How the country got into this quagmire ought to have been a subject of a parliamentary inquest. Why the government has injected N1.7 trillion into the power sector after its privatisation with its 49 per cent equity stake, while the DisCos, the majority share holders have invested very little, should be an issue the lawmakers should be interested in.
It is laughable that the Senate’s move to outlaw the use of generators came in the wake of the DisCos’ rejection of a total of 17,657.19MW the TCN allocated to them between February 3 and February 23. Yet, it was a period some electricity consumers in Lagos received estimated bills as high as N18,000 per month for services they never enjoyed.
Mired in debt, incompetence and lack of capacity, the DisCos cannot discharge their responsibilities. Babatunde Fashola, after he left office as the Minister of Power, Works and Housing, had said last year that the DisCos’ indebtedness to the Nigerian Bulk Electricity Company stood at N500 billion. As the designated revenue collector on behalf of other operators in the system, the DisCos fail to remit money collected and are adamantly against opening their books to the CBN and the ministry to clarify issues for sustained fiscal intervention or debt allegedly owed them by government agencies. The TCN said N270 billion is being owed it by the DisCos.
On the Senate’s watch, Nigeria has remained a major crude oil producer that imports petroleum products.

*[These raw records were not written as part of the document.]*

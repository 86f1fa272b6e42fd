use std::sync::{Arc, OnceLock, Weak};

use ahash::AHashMap;
use parking_lot::RwLock;

use crate::{
    errors::{ExcKind, RunError, RunResult},
    foreign::ForeignClass,
    types::{EnumEntry, func::Callable},
    value::Value,
};

/// Stable identifier of a registered class within one runtime.
///
/// Inline caches key on this instead of comparing `Arc` pointers so a cache
/// entry stays a plain integer compare.
#[derive(Debug, Clone, Copy, PartialEq, Eq, Hash, PartialOrd, Ord)]
pub struct ClassId(u32);

impl ClassId {
    pub fn new(index: usize) -> Self {
        Self(index.try_into().expect("class id overflow"))
    }

    #[inline]
    pub fn index(self) -> usize {
        self.0 as usize
    }
}

/// What kind of declaration produced a class.
#[derive(Debug, Clone, Copy, PartialEq, Eq)]
pub enum ClassKind {
    Class,
    Interface,
    Enum,
    /// `object` declaration: a singleton whose instance lives in the
    /// `INSTANCE` static field, created lazily by static dispatch.
    Singleton,
    Annotation,
}

/// Member visibility. `Internal` behaves like public within one runtime.
#[derive(Debug, Clone, Copy, PartialEq, Eq, Default)]
pub enum Visibility {
    #[default]
    Public,
    Internal,
    Protected,
    Private,
}

/// One declared instance field. The slot index is implied by declaration
/// order within the owning class's layout segment.
#[derive(Debug, Clone)]
pub struct FieldDef {
    pub name: Arc<str>,
    pub mutable: bool,
    pub visibility: Visibility,
}

/// A declared method or custom getter.
#[derive(Debug, Clone)]
pub struct MethodDef {
    pub name: Arc<str>,
    pub callable: Callable,
    pub visibility: Visibility,
    pub is_static: bool,
    pub is_abstract: bool,
    /// Interface method with a body, dispatched after superclass methods.
    pub is_default: bool,
}

/// One parameter of a constructor.
#[derive(Debug, Clone)]
pub struct ParamDef {
    pub name: Arc<str>,
    pub has_default: bool,
}

/// A constructor, selected by arity at the call site.
#[derive(Debug, Clone)]
pub struct ConstructorDef {
    pub params: Vec<ParamDef>,
    pub callable: Callable,
    pub visibility: Visibility,
}

impl ConstructorDef {
    /// Whether `argc` positional arguments can bind to this constructor.
    pub fn accepts(&self, argc: usize) -> bool {
        let required = self.params.iter().filter(|p| !p.has_default).count();
        argc >= required && argc <= self.params.len()
    }
}

/// Cached reflection info served via the `annotations` / member listing
/// surface on class values. Computed once per class.
#[derive(Debug, Clone)]
pub struct ReflectInfo {
    pub annotations: Vec<Arc<str>>,
    pub members: Vec<Arc<str>>,
}

/// A runtime class.
///
/// Classes are registered before any body executes and are read-mostly
/// afterwards; only `statics` and `enum_entries` keep interior mutability
/// (lazy singleton instances, enum entry installation, static writes).
#[derive(Debug)]
pub struct ClassValue {
    pub id: ClassId,
    pub name: Arc<str>,
    pub superclass: Option<Arc<ClassValue>>,
    pub interfaces: Vec<Arc<ClassValue>>,
    pub kind: ClassKind,
    pub is_abstract: bool,
    pub is_sealed: bool,
    pub is_data: bool,
    /// Fields declared by this class itself; inherited fields precede them in
    /// the instance layout.
    pub fields: Vec<FieldDef>,
    pub methods: AHashMap<Arc<str>, MethodDef>,
    /// Custom property getters, invoked on member access.
    pub getters: AHashMap<Arc<str>, MethodDef>,
    pub constructors: Vec<ConstructorDef>,
    pub statics: RwLock<AHashMap<Arc<str>, Value>>,
    /// Primary-constructor parameter order; drives data-class synthesis
    /// (`copy`, `componentN`, field-wise equality, rendering).
    pub data_fields: Vec<Arc<str>>,
    pub annotations: Vec<Arc<str>>,
    /// Entries of an enum class, in declaration order.
    pub enum_entries: RwLock<Vec<Arc<EnumEntry>>>,
    /// Foreign superclass for classes extending a host class.
    pub foreign_super: Option<Arc<ForeignClass>>,
    reflect: OnceLock<ReflectInfo>,
}

impl ClassValue {
    /// Total instance layout size: inherited segments plus own fields.
    pub fn layout_size(&self) -> usize {
        self.field_offset() + self.fields.len()
    }

    /// Offset of this class's own field segment in the instance layout.
    pub fn field_offset(&self) -> usize {
        self.superclass.as_ref().map_or(0, |s| s.layout_size())
    }

    /// Resolves a field name to its layout slot, walking superclasses.
    ///
    /// Own fields shadow inherited ones of the same name.
    pub fn field_slot(&self, name: &str) -> Option<(usize, &FieldDef)> {
        if let Some(pos) = self.fields.iter().position(|f| &*f.name == name) {
            return Some((self.field_offset() + pos, &self.fields[pos]));
        }
        self.superclass.as_ref().and_then(|s| s.field_slot(name))
    }

    /// Looks up an instance method: own table, then superclasses, then
    /// interface default methods (breadth-last so class methods win).
    pub fn find_method(&self, name: &str) -> Option<&MethodDef> {
        let mut class = Some(self);
        while let Some(c) = class {
            if let Some(m) = c.methods.get(name) {
                return Some(m);
            }
            class = c.superclass.as_deref();
        }
        self.find_interface_default(name)
    }

    fn find_interface_default(&self, name: &str) -> Option<&MethodDef> {
        let mut class = Some(self);
        while let Some(c) = class {
            for iface in &c.interfaces {
                if let Some(m) = iface.methods.get(name).filter(|m| m.is_default || !m.is_abstract) {
                    return Some(m);
                }
                if let Some(m) = iface.find_interface_default(name) {
                    return Some(m);
                }
            }
            class = c.superclass.as_deref();
        }
        None
    }

    /// Looks up a custom getter, walking superclasses.
    pub fn find_getter(&self, name: &str) -> Option<&MethodDef> {
        let mut class = Some(self);
        while let Some(c) = class {
            if let Some(g) = c.getters.get(name) {
                return Some(g);
            }
            class = c.superclass.as_deref();
        }
        None
    }

    /// Selects a constructor by positional arity.
    pub fn find_constructor(&self, argc: usize) -> Option<&ConstructorDef> {
        self.constructors.iter().find(|c| c.accepts(argc))
    }

    /// Language-level subtype test by class name, including interfaces.
    ///
    /// Every class is a subtype of `Any`.
    pub fn is_subtype_of(&self, type_name: &str) -> bool {
        if type_name == "Any" || &*self.name == type_name {
            return true;
        }
        if self.interfaces.iter().any(|i| i.is_subtype_of(type_name)) {
            return true;
        }
        self.superclass.as_ref().is_some_and(|s| s.is_subtype_of(type_name))
    }

    /// Cached reflection info, computed on first access.
    pub fn reflect(&self) -> &ReflectInfo {
        self.reflect.get_or_init(|| {
            let mut members: Vec<Arc<str>> = self.fields.iter().map(|f| f.name.clone()).collect();
            members.extend(self.methods.keys().cloned());
            members.extend(self.getters.keys().cloned());
            ReflectInfo {
                annotations: self.annotations.clone(),
                members,
            }
        })
    }

    /// Finds an enum entry by name.
    pub fn enum_entry(&self, name: &str) -> Option<Arc<EnumEntry>> {
        self.enum_entries.read().iter().find(|e| &*e.name == name).cloned()
    }
}

/// Builder-ish constructor used by both module-registration paths.
impl ClassValue {
    #[expect(clippy::too_many_arguments, reason = "registration funnels every class property through here")]
    pub fn new(
        id: ClassId,
        name: Arc<str>,
        superclass: Option<Arc<ClassValue>>,
        interfaces: Vec<Arc<ClassValue>>,
        kind: ClassKind,
        is_abstract: bool,
        is_sealed: bool,
        is_data: bool,
    ) -> Self {
        Self {
            id,
            name,
            superclass,
            interfaces,
            kind,
            is_abstract,
            is_sealed,
            is_data,
            fields: Vec::new(),
            methods: AHashMap::new(),
            getters: AHashMap::new(),
            constructors: Vec::new(),
            statics: RwLock::new(AHashMap::new()),
            data_fields: Vec::new(),
            annotations: Vec::new(),
            enum_entries: RwLock::new(Vec::new()),
            foreign_super: None,
            reflect: OnceLock::new(),
        }
    }
}

/// Checks member visibility from the calling class's perspective.
///
/// `caller` is the class whose method body is executing, if any; module-level
/// code has no caller class and sees only public/internal members.
pub fn check_visibility(
    visibility: Visibility,
    owner: &Arc<ClassValue>,
    caller: Option<&Arc<ClassValue>>,
    member: &str,
) -> RunResult<()> {
    let allowed = match visibility {
        Visibility::Public | Visibility::Internal => true,
        Visibility::Private => caller.is_some_and(|c| c.id == owner.id),
        Visibility::Protected => caller.is_some_and(|c| c.is_subtype_of(&owner.name)),
    };
    if allowed {
        Ok(())
    } else {
        let vis_name = match visibility {
            Visibility::Public => "public",
            Visibility::Internal => "internal",
            Visibility::Protected => "protected",
            Visibility::Private => "private",
        };
        Err(RunError::exc(
            ExcKind::MemberNotAccessible,
            format!("'{member}' is {vis_name} in '{}'", owner.name),
        ))
    }
}

/// An instance of a runtime class.
///
/// Fields are indexed by the class's layout; `external` holds the foreign
/// delegate for classes extending a host class, installed at construction.
#[derive(Debug)]
pub struct ObjectValue {
    pub class: Arc<ClassValue>,
    pub fields: RwLock<Vec<Value>>,
    pub external: OnceLock<Value>,
}

impl ObjectValue {
    /// Allocates an instance with every field slot set to `Null`.
    pub fn new(class: Arc<ClassValue>) -> Self {
        let fields = vec![Value::Null; class.layout_size()];
        Self {
            class,
            fields: RwLock::new(fields),
            external: OnceLock::new(),
        }
    }

    pub fn get_field(&self, slot: usize) -> Value {
        self.fields.read()[slot].clone()
    }

    pub fn set_field(&self, slot: usize, value: Value) {
        self.fields.write()[slot] = value;
    }

    /// Field values in data-class declaration order.
    pub fn data_field_values(&self) -> Vec<(Arc<str>, Value)> {
        self.class
            .data_fields
            .iter()
            .filter_map(|name| {
                self.class
                    .field_slot(name)
                    .map(|(slot, _)| (name.clone(), self.get_field(slot)))
            })
            .collect()
    }
}

/// Weak back-reference used by enum entries so the entry/class pair doesn't
/// form an `Arc` cycle.
pub type ClassRef = Weak<ClassValue>;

This gulped N7.9 trillion in four years, according to the National Bureau of Statistics’ first quarter report of 2019. Just recently, gas shortage hit 16 power generating plants, causing power generation to drop to 3,675MW. Yet, the day the ownership of the power sector changed hands on November 1, 2013, Nigeria’s power output was 3,712.4 megawatts, a scenario that markedly indicates retrogression instead of progress, in spite of its installed generation capacity of 12,910.40MW.

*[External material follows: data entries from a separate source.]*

impl Interpreter {
    /// Resolves `target.name`.
    ///
    /// `callee_pos` is set by the caller when it is evaluating the function
    /// of a call expression; it suppresses auto-invocation of zero-argument
    /// members so the callable itself comes back.
    pub fn resolve_member(&mut self, target: &Value, name: &str, callee_pos: bool) -> RunResult<Value> {
        match target {
            Value::Null => {
                return Err(RunError::null_deref(&format!("cannot access '{name}' on null")));
            }
            Value::Object(_) => try_layer!(self.object_member(target, name)),
            Value::Class(_) => try_layer!(self.class_member(target, name)),
            Value::EnumEntry(_) => try_layer!(self.enum_entry_member(target, name)),
            Value::Marker(marker) => try_layer!(self.marker_member(*marker, name)),
            _ => {}
        }
        try_layer!(self.builtin_member(target, name));
        try_layer!(self.extension_member(target, name));
        try_layer!(self.stdlib_member_layer(target, name, callee_pos));
        try_layer!(self.foreign_member(target, name, callee_pos));
        try_layer!(self.handle_member(target, name));
        Err(RunError::unknown_member(target.type_name(), name))
    }

    /// Layer 1: instance fields, custom getters, methods, interface default
    /// methods, and data-class synthetics.
    fn object_member(&mut self, target: &Value, name: &str) -> Resolution {
        let Value::Object(obj) = target else {
            return Resolution::NotFound;
        };
        let class = obj.class.clone();

        if let Some((slot, def)) = class.field_slot(name) {
            if let Err(err) = crate::types::check_visibility(def.visibility, &class, self.current_class(), name) {
                return Resolution::Error(err);
            }
            return Resolution::Found(obj.get_field(slot));
        }
        if let Some(getter) = class.find_getter(name) {
            let callable = getter.callable.clone();
            return match self.call_callable_with_this(&callable, Some(target.clone()), smallvec![]) {
                Ok(v) => Resolution::Found(v),
                Err(err) => Resolution::Error(err),
            };
        }
        if let Some(def) = class.find_method(name) {
            if let Err(err) = crate::types::check_visibility(def.visibility, &class, self.current_class(), name) {
                return Resolution::Error(err);
            }
            return Resolution::Found(Value::Bound(Arc::new(BoundMethod {
                receiver: target.clone(),
                callable: Value::Func(def.callable.clone()),
            })));
        }
        if class.is_data {
            if name == "copy" {
                return Resolution::Found(self.data_copy_member(target));
            }
            if let Some(n) = component_index(name)
                && n <= class.data_fields.len()
            {
                let field = class.data_fields[n - 1].clone();
                if let Some((slot, _)) = class.field_slot(&field) {
                    return Resolution::Found(obj.get_field(slot));
                }
            }
        }
        Resolution::NotFound
    }

    /// Layer 2: class receivers expose statics, the enum surface, and cached
    /// reflection info.
    fn class_member(&mut self, target: &Value, name: &str) -> Resolution {
        let Value::Class(class) = target else {
            return Resolution::NotFound;
        };
        let class = class.clone();

        if class.kind == ClassKind::Enum {
            if let Some(entry) = class.enum_entry(name) {
                return Resolution::Found(Value::EnumEntry(entry));
            }
            if matches!(name, "values" | "valueOf") {
                return Resolution::Found(dispatch_member(target.clone(), name));
            }
        }
        if name == "INSTANCE" && class.kind == ClassKind::Singleton {
            return match self.singleton_instance(&class) {
                Ok(v) => Resolution::Found(v),
                Err(err) => Resolution::Error(err),
            };
        }
        if let Some(value) = class.statics.read().get(name) {
            return Resolution::Found(value.clone());
        }
        if let Some(def) = class.methods.get(name).filter(|m| m.is_static) {
            return Resolution::Found(Value::Func(def.callable.clone()));
        }
        match name {
            "name" | "simpleName" => return Resolution::Found(Value::Str(class.name.clone())),
            "annotations" => {
                let annotations = class
                    .reflect()
                    .annotations
                    .iter()
                    .map(|a| Value::Str(a.clone()))
                    .collect();
                return Resolution::Found(Value::list_of(annotations));
            }
            "members" => {
                let members = class.reflect().members.iter().map(|m| Value::Str(m.clone())).collect();
                return Resolution::Found(Value::list_of(members));
            }
            _ => {}
        }
        if class.kind == ClassKind::Singleton {
            // Remaining singleton members resolve through the INSTANCE delegate.
            return match self.singleton_instance(&class) {
                Ok(instance) => match self.resolve_member(&instance, name, false) {
                    Ok(v) => Resolution::Found(v),
                    Err(_) => Resolution::NotFound,
                },
                Err(err) => Resolution::Error(err),
            };
        }
        Resolution::NotFound
    }

    /// Layer 3: enum entries expose `name`, `ordinal`, constructor fields,
    /// and per-entry method overrides.
    fn enum_entry_member(&mut self, target: &Value, name: &str) -> Resolution {
        let Value::EnumEntry(entry) = target else {
            return Resolution::NotFound;
        };
        match name {
            "name" => Resolution::Found(Value::Str(entry.name.clone())),
            "ordinal" => Resolution::Found(Value::Int(i64::from(entry.ordinal))),
            _ => {
                if let Some(value) = entry.field(name) {
                    return Resolution::Found(value);
                }
                if entry.overrides.contains_key(name)
                    || entry
                        .owner
                        .upgrade()
                        .is_some_and(|owner| owner.find_method(name).is_some())
                {
                    return Resolution::Found(dispatch_member(target.clone(), name));
                }
                Resolution::NotFound
            }
        }
    }

    /// Markers expose their namespace members.
    fn marker_member(&mut self, marker: Marker, name: &str) -> Resolution {
        match (marker, name) {
            (Marker::Dispatchers, "IO") => Resolution::Found(Value::Marker(Marker::DispatcherIo)),
            (Marker::Dispatchers, "Default") => Resolution::Found(Value::Marker(Marker::DispatcherDefault)),
            (Marker::Dispatchers, "Unconfined") => Resolution::Found(Value::Marker(Marker::DispatcherUnconfined)),
            (Marker::Interop, "type" | "static" | "field" | "new" | "isInstance" | "class") => {
                Resolution::Found(dispatch_member(Value::Marker(Marker::Interop), name))
            }
            _ => Resolution::NotFound,
        }
    }

    /// Layer 4: built-in members on primitive-backed values.
    fn builtin_member(&mut self, target: &Value, name: &str) -> Resolution {
        let found = match (target, name) {
            (Value::Str(s), "length") => Some(Value::Int(s.chars().count() as i64)),
            (Value::List(list), "size") => Some(Value::Int(list.read().len() as i64)),
            (Value::Map(map), "size") => Some(Value::Int(map.read().len() as i64)),
            (Value::Map(map), "keys") => Some(Value::list_of(map.read().keys().cloned().collect())),
            (Value::Map(map), "values") => Some(Value::list_of(map.read().values().cloned().collect())),
            (Value::Map(map), "entries") => Some(Value::list_of(
                map.read()
                    .iter()
                    .map(|(k, v)| Value::pair(k.clone(), v.clone()))
                    .collect(),
            )),
            (Value::Range(r), "first") => Some(r.first().map_or(Value::Null, Value::Int)),
            (Value::Range(r), "last") => Some(r.last().map_or(Value::Null, Value::Int)),
            (Value::Range(r), "size") => Some(Value::Int(r.size())),
            (Value::Pair(p), "first" | "component1") => Some(p.first.clone()),
            (Value::Pair(p), "second" | "component2") => Some(p.second.clone()),
            (Value::Array(arr), "size" | "length") => Some(Value::Int(arr.len() as i64)),
            (Value::Result(r), "isOk") => Some(Value::Bool(r.is_ok())),
            (Value::Result(r), "isErr") => Some(Value::Bool(r.is_err())),
            (Value::Result(r), "value") => Some(r.value()),
            (Value::Result(r), "error") => Some(r.error()),
            _ => None,
        };
        found.map_or(Resolution::NotFound, Resolution::Found)
    }

    /// Layer 5: user extension functions, then extension properties.
    fn extension_member(&mut self, target: &Value, name: &str) -> Resolution {
        if let Some(ext) = self.find_extension_fn(target, name) {
            return Resolution::Found(Value::Bound(Arc::new(BoundMethod {
                receiver: target.clone(),
                callable: ext,
            })));
        }
        if let Some(getter) = self.find_extension_prop(target, name) {
            // Extension properties are always auto-invoked.
            return match self.call_with_receiver(&getter, target.clone(), smallvec![]) {
                Ok(v) => Resolution::Found(v),
                Err(err) => Resolution::Error(err),
            };
        }
        Resolution::NotFound
    }

    /// Layer 6: the stdlib extension table keyed by `(type tag, name)`.
    fn stdlib_member_layer(&mut self, target: &Value, name: &str, callee_pos: bool) -> Resolution {
        let Some(member) = self.runtime().stdlib_member(target.type_tag(), name) else {
            return Resolution::NotFound;
        };
        match member.kind {
            StdMemberKind::Property if !callee_pos => {
                match (member.f.f)(self, Some(target.clone()), smallvec![]) {
                    Ok(v) => Resolution::Found(v),
                    Err(err) => Resolution::Error(err),
                }
            }
            _ => Resolution::Found(Value::Bound(Arc::new(BoundMethod {
                receiver: target.clone(),
                callable: Value::Func(Callable::Native(member.f)),
            }))),
        }
    }

    /// Layer 7: foreign reflection. Fields first, then methods as bound
    /// callables, then the JavaBean getter fallback (`getX`, `isX`).
    fn foreign_member(&mut self, target: &Value, name: &str, callee_pos: bool) -> Resolution {
        match target {
            Value::External(ext) => {
                if let Err(err) = self.policy().check_method(&ext.class.name, name) {
                    return Resolution::Error(err);
                }
                if let Some(accessor) = ext.class.fields.get(name) {
                    return Resolution::Found((accessor.get)(ext));
                }
                if let Some(override_fn) = ext.overrides.get(name) {
                    return Resolution::Found(override_fn.clone());
                }
                if ext.class.methods.contains_key(name) {
                    return Resolution::Found(dispatch_member(target.clone(), name));
                }
                if let Some(getter) = ext.class.bean_getter(name) {
                    if callee_pos {
                        return Resolution::Found(Value::Bound(Arc::new(BoundMethod {
                            receiver: target.clone(),
                            callable: Value::Func(Callable::Native(getter.clone())),
                        })));
                    }
                    let getter = getter.clone();
                    return match (getter.f)(self, Some(target.clone()), smallvec![]) {
                        Ok(v) => Resolution::Found(v),
                        Err(err) => Resolution::Error(err),
                    };
                }
                Resolution::NotFound
            }
            Value::ForeignClass(class) => {
                let class = class.clone();
                match self.foreign_static(&class, name) {
                    Ok(v) => Resolution::Found(v),
                    Err(err) if err.kind() == crate::errors::ExcKind::UnknownMember => Resolution::NotFound,
                    Err(err) => Resolution::Error(err),
                }
            }
            _ => Resolution::NotFound,
        }
    }

    /// Concurrency handles and channels expose their method tables as
    /// late-bound members so method references work on them too.
    fn handle_member(&mut self, target: &Value, name: &str) -> Resolution {
        let known = match target {
            Value::Scope(_) => matches!(name, "async" | "launch" | "cancel" | "isSupervisor"),
            Value::Deferred(_) | Value::Future(_) => matches!(name, "await" | "cancel" | "isCompleted"),
            Value::Job(_) => matches!(name, "join" | "cancel" | "isCompleted"),
            Value::Task(_) => matches!(name, "cancel" | "isCancelled"),
            Value::Channel(_) => matches!(
                name,
                "send" | "receive" | "receiveTimeout" | "tryReceive" | "close" | "iterator" | "isClosed"
            ),
            Value::Mutex(_) => name == "withLock",
            Value::Atomic(_) => matches!(
                name,
                "get" | "set" | "incrementAndGet" | "decrementAndGet" | "addAndGet" | "compareAndSet"
            ),
            Value::Iter(_) => matches!(name, "hasNext" | "next"),
            _ => false,
        };
        if known {
            Resolution::Found(dispatch_member(target.clone(), name))
        } else {
            Resolution::NotFound
        }
    }

    /// Data-class `copy`: positional arguments in data-field order, missing
    /// positions keep the receiver's current values.
    fn data_copy_member(&mut self, target: &Value) -> Value {
        let receiver = target.clone();
        let native = NativeFn::new("copy", None, move |interp: &mut Interpreter, this, args: Args| {
            let Some(Value::Object(obj)) = this else {
                return Err(RunError::internal("copy without a data-class receiver"));
            };
            let class = obj.class.clone();
            let mut ctor_args: Args = smallvec![];
            for (i, field) in class.data_fields.iter().enumerate() {
                match args.get(i) {
                    Some(v) => ctor_args.push(v.clone()),
                    None => {
                        let current = class
                            .field_slot(field)
                            .map(|(slot, _)| obj.get_field(slot))
                            .unwrap_or(Value::Null);
                        ctor_args.push(current);
                    }
                }
            }
            interp.instantiate_class(&class, ctor_args)
        });
        Value::Bound(Arc::new(BoundMethod {
            receiver,
            callable: Value::Func(Callable::Native(native)),
        }))
    }
}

Evidently, the country will continue to be the loser with this mess. The rigging of the power privatisation process; the building of gas power plants in areas without gas pipelines; the billions of dollars invested in power without result (much of it looted); and bringing those involved to account, have not been the concern of the senators.
Tragically, Nigeria is yet to have a parliament that understands its responsibilities under the 1999 Constitution, a legislature that holds government agencies to account through efficient oversight by its standing committees. With the African Continental Free Trade Agreement, which Nigeria signed last year, encouraging economic competition among countries, Nigeria is a non-starter, considering that South Africa’s total domestic electricity generation capacity is 51,309MW from all sources. Egypt is also ahead with over 25,000MW.
The senators need to re-examine their mission in Abuja, against the backdrop of the country’s systemic dysfunction, which they should find a solution to, rather than being part of the problem with their obscene emoluments in an unproductive economy.